# [REQUIREMENT]
Search the entries for lines that contain the word "specs", and report each one found.

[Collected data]
********************

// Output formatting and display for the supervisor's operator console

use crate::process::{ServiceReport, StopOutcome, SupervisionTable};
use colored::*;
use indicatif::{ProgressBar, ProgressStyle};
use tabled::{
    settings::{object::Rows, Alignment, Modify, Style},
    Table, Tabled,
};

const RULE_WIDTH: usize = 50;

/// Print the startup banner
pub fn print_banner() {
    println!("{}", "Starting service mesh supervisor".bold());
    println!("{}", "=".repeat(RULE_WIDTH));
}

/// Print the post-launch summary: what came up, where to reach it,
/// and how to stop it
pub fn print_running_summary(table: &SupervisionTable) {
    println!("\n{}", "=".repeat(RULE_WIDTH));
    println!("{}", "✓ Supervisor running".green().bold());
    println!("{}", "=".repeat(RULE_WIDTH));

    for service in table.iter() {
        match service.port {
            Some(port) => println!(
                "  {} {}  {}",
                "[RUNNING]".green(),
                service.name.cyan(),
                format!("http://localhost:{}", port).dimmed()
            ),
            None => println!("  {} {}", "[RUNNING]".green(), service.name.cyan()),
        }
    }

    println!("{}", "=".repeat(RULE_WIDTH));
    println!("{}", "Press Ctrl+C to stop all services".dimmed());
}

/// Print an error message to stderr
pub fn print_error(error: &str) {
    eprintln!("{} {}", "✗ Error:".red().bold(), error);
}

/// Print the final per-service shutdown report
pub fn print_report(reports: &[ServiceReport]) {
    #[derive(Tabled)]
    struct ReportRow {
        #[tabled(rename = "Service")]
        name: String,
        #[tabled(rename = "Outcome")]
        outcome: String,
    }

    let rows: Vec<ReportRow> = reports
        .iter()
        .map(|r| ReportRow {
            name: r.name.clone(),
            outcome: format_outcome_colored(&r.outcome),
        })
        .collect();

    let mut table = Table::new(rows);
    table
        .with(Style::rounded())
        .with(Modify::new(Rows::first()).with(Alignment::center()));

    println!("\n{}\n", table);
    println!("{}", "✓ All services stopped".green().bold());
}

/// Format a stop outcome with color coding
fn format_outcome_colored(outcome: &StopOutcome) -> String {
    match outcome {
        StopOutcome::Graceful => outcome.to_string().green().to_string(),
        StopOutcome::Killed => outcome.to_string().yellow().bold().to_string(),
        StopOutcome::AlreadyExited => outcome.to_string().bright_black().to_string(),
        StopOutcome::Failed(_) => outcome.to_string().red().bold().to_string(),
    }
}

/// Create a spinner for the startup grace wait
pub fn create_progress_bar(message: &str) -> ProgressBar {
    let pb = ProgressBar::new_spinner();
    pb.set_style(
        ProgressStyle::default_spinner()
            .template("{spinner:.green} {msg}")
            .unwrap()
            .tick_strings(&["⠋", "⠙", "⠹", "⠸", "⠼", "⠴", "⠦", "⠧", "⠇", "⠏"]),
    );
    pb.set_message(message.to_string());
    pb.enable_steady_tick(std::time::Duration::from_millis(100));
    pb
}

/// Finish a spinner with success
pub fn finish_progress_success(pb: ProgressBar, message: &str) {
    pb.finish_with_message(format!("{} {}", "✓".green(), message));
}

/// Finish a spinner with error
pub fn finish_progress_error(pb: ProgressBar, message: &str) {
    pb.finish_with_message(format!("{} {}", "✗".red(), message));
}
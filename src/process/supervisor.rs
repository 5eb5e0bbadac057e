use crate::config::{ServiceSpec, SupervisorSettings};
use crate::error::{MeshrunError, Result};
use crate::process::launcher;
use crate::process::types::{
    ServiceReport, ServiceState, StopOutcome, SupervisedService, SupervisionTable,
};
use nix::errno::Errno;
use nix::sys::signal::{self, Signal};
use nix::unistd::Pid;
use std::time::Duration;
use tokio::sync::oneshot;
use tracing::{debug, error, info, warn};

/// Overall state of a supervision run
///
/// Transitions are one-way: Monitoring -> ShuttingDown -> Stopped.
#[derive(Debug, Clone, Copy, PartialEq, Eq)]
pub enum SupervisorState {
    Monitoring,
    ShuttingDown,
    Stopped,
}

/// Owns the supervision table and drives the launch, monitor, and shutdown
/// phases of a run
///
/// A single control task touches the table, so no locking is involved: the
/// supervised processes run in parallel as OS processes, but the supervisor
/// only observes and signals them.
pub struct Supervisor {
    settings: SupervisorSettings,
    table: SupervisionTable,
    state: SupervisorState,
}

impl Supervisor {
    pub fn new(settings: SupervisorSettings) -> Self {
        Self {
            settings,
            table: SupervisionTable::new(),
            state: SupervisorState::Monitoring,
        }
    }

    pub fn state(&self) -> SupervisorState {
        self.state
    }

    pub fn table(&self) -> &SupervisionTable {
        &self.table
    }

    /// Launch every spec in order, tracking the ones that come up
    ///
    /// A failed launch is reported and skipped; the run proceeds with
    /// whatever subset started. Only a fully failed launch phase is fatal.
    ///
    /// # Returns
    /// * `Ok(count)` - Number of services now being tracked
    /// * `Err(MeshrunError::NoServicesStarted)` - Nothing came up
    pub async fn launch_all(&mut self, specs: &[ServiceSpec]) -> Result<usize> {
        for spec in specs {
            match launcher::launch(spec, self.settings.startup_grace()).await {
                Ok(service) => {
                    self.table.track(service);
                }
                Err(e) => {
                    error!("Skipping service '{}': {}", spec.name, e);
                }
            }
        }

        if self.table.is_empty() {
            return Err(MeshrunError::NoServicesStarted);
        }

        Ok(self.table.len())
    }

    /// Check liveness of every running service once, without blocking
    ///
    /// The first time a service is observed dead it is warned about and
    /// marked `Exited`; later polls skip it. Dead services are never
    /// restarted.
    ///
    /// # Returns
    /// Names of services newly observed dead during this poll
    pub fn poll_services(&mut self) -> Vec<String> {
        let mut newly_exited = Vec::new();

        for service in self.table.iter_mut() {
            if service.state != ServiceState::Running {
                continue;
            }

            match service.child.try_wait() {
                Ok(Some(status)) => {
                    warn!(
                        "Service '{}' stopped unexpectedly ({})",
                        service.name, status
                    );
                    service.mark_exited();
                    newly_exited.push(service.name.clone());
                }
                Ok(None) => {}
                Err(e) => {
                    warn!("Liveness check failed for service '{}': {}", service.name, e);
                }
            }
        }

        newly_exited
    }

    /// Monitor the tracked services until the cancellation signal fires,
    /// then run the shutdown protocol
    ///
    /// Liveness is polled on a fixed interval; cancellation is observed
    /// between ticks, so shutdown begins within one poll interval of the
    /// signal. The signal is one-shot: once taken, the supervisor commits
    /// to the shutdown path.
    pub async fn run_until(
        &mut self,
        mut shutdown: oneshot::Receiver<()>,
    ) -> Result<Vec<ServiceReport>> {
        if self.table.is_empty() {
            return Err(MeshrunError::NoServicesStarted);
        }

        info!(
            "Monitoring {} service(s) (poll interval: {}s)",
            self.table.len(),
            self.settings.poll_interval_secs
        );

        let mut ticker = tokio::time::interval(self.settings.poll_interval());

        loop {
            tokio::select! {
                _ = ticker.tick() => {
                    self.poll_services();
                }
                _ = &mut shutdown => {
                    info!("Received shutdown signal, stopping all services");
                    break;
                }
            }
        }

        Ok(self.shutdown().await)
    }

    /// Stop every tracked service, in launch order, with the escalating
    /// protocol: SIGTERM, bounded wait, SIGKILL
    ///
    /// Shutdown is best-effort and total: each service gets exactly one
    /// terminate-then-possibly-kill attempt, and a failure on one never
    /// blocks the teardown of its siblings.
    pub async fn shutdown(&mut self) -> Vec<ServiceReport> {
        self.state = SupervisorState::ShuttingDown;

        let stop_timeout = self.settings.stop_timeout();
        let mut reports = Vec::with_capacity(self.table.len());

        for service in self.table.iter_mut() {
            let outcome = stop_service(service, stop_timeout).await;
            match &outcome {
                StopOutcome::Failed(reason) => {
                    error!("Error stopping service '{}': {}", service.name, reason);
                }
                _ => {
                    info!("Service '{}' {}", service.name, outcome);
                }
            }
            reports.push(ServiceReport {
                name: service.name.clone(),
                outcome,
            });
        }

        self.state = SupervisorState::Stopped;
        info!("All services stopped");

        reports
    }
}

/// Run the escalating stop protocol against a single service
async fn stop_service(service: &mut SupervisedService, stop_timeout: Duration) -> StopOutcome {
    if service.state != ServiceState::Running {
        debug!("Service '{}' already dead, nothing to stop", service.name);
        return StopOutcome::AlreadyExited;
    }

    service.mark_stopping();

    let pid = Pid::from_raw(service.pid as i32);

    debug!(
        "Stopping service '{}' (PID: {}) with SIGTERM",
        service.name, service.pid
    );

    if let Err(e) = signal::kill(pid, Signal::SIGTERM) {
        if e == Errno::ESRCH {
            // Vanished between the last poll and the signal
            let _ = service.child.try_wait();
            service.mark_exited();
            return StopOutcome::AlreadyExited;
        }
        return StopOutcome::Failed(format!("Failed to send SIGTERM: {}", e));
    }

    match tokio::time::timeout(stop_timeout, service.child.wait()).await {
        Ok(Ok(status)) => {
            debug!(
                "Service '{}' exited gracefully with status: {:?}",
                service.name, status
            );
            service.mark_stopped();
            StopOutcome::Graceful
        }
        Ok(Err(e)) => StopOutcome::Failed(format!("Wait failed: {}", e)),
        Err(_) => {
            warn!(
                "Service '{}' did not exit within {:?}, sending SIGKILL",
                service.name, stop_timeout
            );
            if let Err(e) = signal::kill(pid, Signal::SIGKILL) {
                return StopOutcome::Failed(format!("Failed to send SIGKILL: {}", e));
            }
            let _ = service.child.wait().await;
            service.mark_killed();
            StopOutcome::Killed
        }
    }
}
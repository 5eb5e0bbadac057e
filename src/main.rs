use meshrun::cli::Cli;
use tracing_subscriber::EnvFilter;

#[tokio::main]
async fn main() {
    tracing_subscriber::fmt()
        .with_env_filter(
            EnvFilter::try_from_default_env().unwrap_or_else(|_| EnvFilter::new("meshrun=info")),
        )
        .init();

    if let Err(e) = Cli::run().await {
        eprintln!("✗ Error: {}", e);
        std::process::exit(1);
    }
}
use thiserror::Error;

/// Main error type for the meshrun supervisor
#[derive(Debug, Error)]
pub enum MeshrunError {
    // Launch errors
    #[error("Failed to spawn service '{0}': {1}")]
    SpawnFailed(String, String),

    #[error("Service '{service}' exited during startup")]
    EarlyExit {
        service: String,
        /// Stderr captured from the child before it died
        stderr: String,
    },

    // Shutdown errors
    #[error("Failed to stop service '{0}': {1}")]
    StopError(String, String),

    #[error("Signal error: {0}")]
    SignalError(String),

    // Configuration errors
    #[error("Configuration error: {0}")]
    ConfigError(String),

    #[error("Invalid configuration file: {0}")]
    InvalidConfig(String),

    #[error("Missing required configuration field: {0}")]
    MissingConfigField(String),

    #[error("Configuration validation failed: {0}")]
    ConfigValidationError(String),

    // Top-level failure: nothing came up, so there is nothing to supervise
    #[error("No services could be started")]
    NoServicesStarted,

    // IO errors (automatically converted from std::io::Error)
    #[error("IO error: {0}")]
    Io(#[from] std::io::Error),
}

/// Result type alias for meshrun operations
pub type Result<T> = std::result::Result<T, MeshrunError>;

********************

# [SOLUTION BELOW]
    pub async fn launch_all(&mut self, specs: &[ServiceSpec]) -> Result<usize> {
        for spec in specs {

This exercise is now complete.